Montevideo, 1997.
El lujo es vulgar.
(Escrito en un muro de Punta Carretas, Montevideo)
Escuchaba las herraduras cayendo sobre el asfalto como un paréntesis a otros ruidos de la capital que persistían de fondo, predecibles y esperados. Los caballos llegaban con cuentagotas y Ramón, parapetado tras la ventana, escudriñaba entre perplejo e indignado la danza de la basura de cada atardecer. Los hurgadores hundían sus brazos, olían, palpaban con los pies, y sopesaban bolsas de basura buscando envases o enseres usados que sus vecinos podían comprar y desechar. A veces, entre los residuos, también encontraban comida en buen estado salida de sus neveras demasiado llenas y aburridas. Esa realidad se fue haciendo cada vez más omnipresente: aquello que comía o bebía, los envases de lociones que extendía por su cara después del afeitado, los envoltorios innecesarios, los papeles que emborronaba de apuntes y tareas por hacer; todo ello lo unía a la persona que al atardecer nadaba entre la basura para ganar unos pesos o llevarse a casa un electrodoméstico roto para reparar. De poco le servían las frases lava conciencias: «Es un trabajo informal, pero les da para comer», «los niños que acompañan a sus padres van a la escuela, no es como en otros países», «la Intendencia intenta controlar los abusos que los mayoristas del reciclaje cometen con el precio de la recogida diaria»... Había cientos de razones bien encajadas en el racionamiento educado y burgués, pero todas esas palabras no podían evitar el contraste obsceno, la evidencia desnuda de que en esa tan anunciada sociedad igualitaria alguien se había olvidado del último sedimento de la botella. Quienes flotaban en la superficie vivían en las casas de campo que Ramón había visto nada más aterrizar en Carrasco. En cambio, aquellos que se habían quedado atrapados en el fondo, junto a los posos cenagosos, habitaban lugares donde los turistas nunca llegaban. Los llamaban asentamientos o «cantegriles». Helena le había contado que era una comparación irónica con un lujoso barrio de Punta del Este. Formaban parte de la ciudad no oficial, la que ocupaba las zonas «ilegales», las mismas donde clasificaban los residuos. Para Ramón simbolizaban una realidad que no podía ver ni tocar, que moraba en otros barrios que él todavía no había pisado.
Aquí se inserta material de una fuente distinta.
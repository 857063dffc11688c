//! Core types shared by all provider adapters
//!
//! Requests and responses are expressed in one canonical shape; each adapter
//! converts to and from its provider's wire format at the edge.

use serde::{Deserialize, Serialize};

/// Supported LLM providers
#[derive(Debug, Clone, Copy, PartialEq, Eq, Serialize, Deserialize)]
#[serde(rename_all = "snake_case")]
pub enum ProviderKind {
    Anthropic,
    OpenAi,
    Google,
    Ollama,
}

impl ProviderKind {
    pub fn name(&self) -> &'static str {
        match self {
            ProviderKind::Anthropic => "anthropic",
            ProviderKind::OpenAi => "openai",
            ProviderKind::Google => "google",
            ProviderKind::Ollama => "ollama",
        }
    }

    /// Environment variable holding the API key, if the provider needs one
    pub fn api_key_env(&self) -> Option<&'static str> {
        match self {
            ProviderKind::Anthropic => Some("ANTHROPIC_API_KEY"),
            ProviderKind::OpenAi => Some("OPENAI_API_KEY"),
            ProviderKind::Google => Some("GEMINI_API_KEY"),
            ProviderKind::Ollama => None,
        }
    }
}

/// Configuration for constructing a provider
#[derive(Debug, Clone, Serialize, Deserialize)]
pub struct ModelConfig {
    pub provider: ProviderKind,
    pub model: String,
    /// Override the default API endpoint (OpenAI-compatible servers, Ollama)
    #[serde(default, skip_serializing_if = "Option::is_none")]
    pub base_url: Option<String>,
    /// Explicit API key; falls back to the provider's environment variable
    #[serde(default, skip_serializing_if = "Option::is_none")]
    pub api_key: Option<String>,
}

impl ModelConfig {
    pub fn new(provider: ProviderKind, model: impl Into<String>) -> Self {
        Self {
            provider,
            model: model.into(),
            base_url: None,
            api_key: None,
        }
    }
}

/// A tool invocation requested by the model
#[derive(Debug, Clone, PartialEq, Serialize, Deserialize)]
pub struct ToolCall {
    pub id: String,
    pub name: String,
    pub arguments: serde_json::Value,
}

impl ToolCall {
    pub fn new(
        id: impl Into<String>,
        name: impl Into<String>,
        arguments: serde_json::Value,
    ) -> Self {
        Self {
            id: id.into(),
            name: name.into(),
            arguments,
        }
    }
}

/// A tool made available to the model
#[derive(Debug, Clone, Serialize, Deserialize)]
pub struct ToolDef {
    pub name: String,
    pub description: String,
    /// JSON Schema for the tool's arguments
    pub parameters: serde_json::Value,
}

/// A message in a conversation
#[derive(Debug, Clone, PartialEq, Serialize, Deserialize)]
#[serde(tag = "role", rename_all = "snake_case")]
pub enum Message {
    User {
        content: String,
    },
    Assistant {
        #[serde(default, skip_serializing_if = "Option::is_none")]
        content: Option<String>,
        #[serde(default, skip_serializing_if = "Vec::is_empty")]
        tool_calls: Vec<ToolCall>,
    },
    Tool {
        tool_call_id: String,
        content: String,
        /// Set when the tool failed; content then carries the error text
        #[serde(default, skip_serializing_if = "Option::is_none")]
        error: Option<String>,
    },
}

impl Message {
    pub fn user(content: impl Into<String>) -> Self {
        Message::User {
            content: content.into(),
        }
    }

    pub fn assistant(content: Option<String>, tool_calls: Vec<ToolCall>) -> Self {
        Message::Assistant {
            content,
            tool_calls,
        }
    }

    pub fn tool_result(tool_call_id: impl Into<String>, content: impl Into<String>) -> Self {
        Message::Tool {
            tool_call_id: tool_call_id.into(),
            content: content.into(),
            error: None,
        }
    }

    pub fn tool_error(tool_call_id: impl Into<String>, message: impl Into<String>) -> Self {
        let message = message.into();
        Message::Tool {
            tool_call_id: tool_call_id.into(),
            content: format!("Error: {message}"),
            error: Some(message),
        }
    }
}

/// Token usage accumulated across a request or a whole conversation
#[derive(Debug, Clone, Copy, Default, PartialEq, Eq, Serialize, Deserialize)]
pub struct Usage {
    pub input_tokens: u32,
    pub output_tokens: u32,
    pub total_tokens: u32,
}

impl Usage {
    pub fn add(&mut self, other: &Usage) {
        self.input_tokens += other.input_tokens;
        self.output_tokens += other.output_tokens;
        self.total_tokens += other.total_tokens;
    }
}

/// Why the model stopped generating
#[derive(Debug, Clone, Copy, PartialEq, Eq, Serialize, Deserialize)]
#[serde(rename_all = "snake_case")]
pub enum StopReason {
    /// Natural end of turn
    Stop,
    /// Hit the max_tokens limit
    Length,
    /// Stopped to call tools
    ToolUse,
    /// Provider reported an error
    Error,
}

/// A chat completion request in canonical form
#[derive(Debug, Clone)]
pub struct ChatRequest {
    pub model: String,
    pub system: String,
    pub messages: Vec<Message>,
    pub tools: Vec<ToolDef>,
    pub max_tokens: u32,
}

/// A complete (non-streaming) chat response
#[derive(Debug, Clone)]
pub struct ChatResponse {
    pub content: String,
    pub tool_calls: Vec<ToolCall>,
    pub stop_reason: StopReason,
    pub usage: Usage,
}

#[cfg(test)]
mod tests {
    use super::*;
    use serde_json::json;

    #[test]
    fn test_message_serde_roundtrip() {
        let messages = vec![
            Message::user("What does the parser do?"),
            Message::assistant(
                Some("Let me look.".into()),
                vec![ToolCall::new("call_1", "grep", json!({"pattern": "parse"}))],
            ),
            Message::tool_result("call_1", "Found 3 matches"),
        ];
        let encoded = serde_json::to_string(&messages).unwrap();
        let decoded: Vec<Message> = serde_json::from_str(&encoded).unwrap();
        assert_eq!(decoded, messages);
    }

    #[test]
    fn test_message_role_tags() {
        let v = serde_json::to_value(Message::user("hi")).unwrap();
        assert_eq!(v["role"], "user");

        let v = serde_json::to_value(Message::tool_error("call_9", "boom")).unwrap();
        assert_eq!(v["role"], "tool");
        assert_eq!(v["content"], "Error: boom");
        assert_eq!(v["error"], "boom");
    }

    #[test]
    fn test_assistant_omits_empty_fields() {
        let v = serde_json::to_value(Message::assistant(None, vec![])).unwrap();
        let obj = v.as_object().unwrap();
        assert!(!obj.contains_key("content"));
        assert!(!obj.contains_key("tool_calls"));
    }

    #[test]
    fn test_usage_add() {
        let mut total = Usage::default();
        total.add(&Usage {
            input_tokens: 100,
            output_tokens: 20,
            total_tokens: 120,
        });
        total.add(&Usage {
            input_tokens: 50,
            output_tokens: 5,
            total_tokens: 55,
        });
        assert_eq!(total.input_tokens, 150);
        assert_eq!(total.total_tokens, 175);
    }
}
Tan solo hacía unas semanas que había llegado a Montevideo contratado por una entidad bancaria española. No conocía a mucha gente y pasaba los días de la oficina al apartamento que había alquilado por recomendación de un compañero. Era pequeño y austero, pero estaba cerca de la Rambla y podía pasear por la mañana temprano o al atardecer. También hubo algunas escapadas fuera del barrio. En Puro verso encontró un libro que trataba sobre El Prado. Un domingo decidió ir a visitarlo. Había sido un barrio residencial entre mediados del siglo XIX y el siglo XX y contaba con varios museos, quintas que eran escaparate de una arquitectura diversa, una escultura que recordaba a los últimos charrúas y un rosedal. No conocía bien la ruta y el conductor del autobús le confirmó su sospecha de que se había pasado de parada, aunque le desaconsejó bajar en esa zona. La alternativa era seguir alejándose de su objetivo, algo a lo que Ramón no estaba dispuesto. Bajó. El azar le tenía reservado conocer la otra cara de la operación basura. Enseguida percibió un olor a podrido, como de vaca muerta, como a heces en salmuera, como a pobreza enquistada y húmeda. El arroyo Miguelete era una cloaca a cielo abierto, donde había agua pero no oxígeno. A él iban a parar los residuos domésticos e industriales, los perros muertos, la basura que los hurgadores desechaban, los chasis de los automóviles robados, las ruedas, la ropa demasiado sucia o rota, las bolsas de estiércol de pollo… Muy cerca, convivían personas con perros callejeros y ratas enormes. Por el libro sabía que esas orillas habían sido recorridas por las familias más pudientes de la ciudad y que el arroyo debía el nombre a las fuerzas militares de voluntarios españoles que habían combatido contra los portugueses. Pero él nunca se sentía orgulloso ni patriótico por un pasado que no era suyo, sobre todo cuando iba instalado en el cajón desastre que almacenaba todos los abusos de una parte de la humanidad frente a sí misma. Miró los carros de caballos aparcados: eran los que él veía desde su ventana, llevados cada día a la ciudad para recoger sus desechos. Había niños jugando con las latas vacías. Las oscuridades a veces eran tan luminosas que impedían ver la exclusión.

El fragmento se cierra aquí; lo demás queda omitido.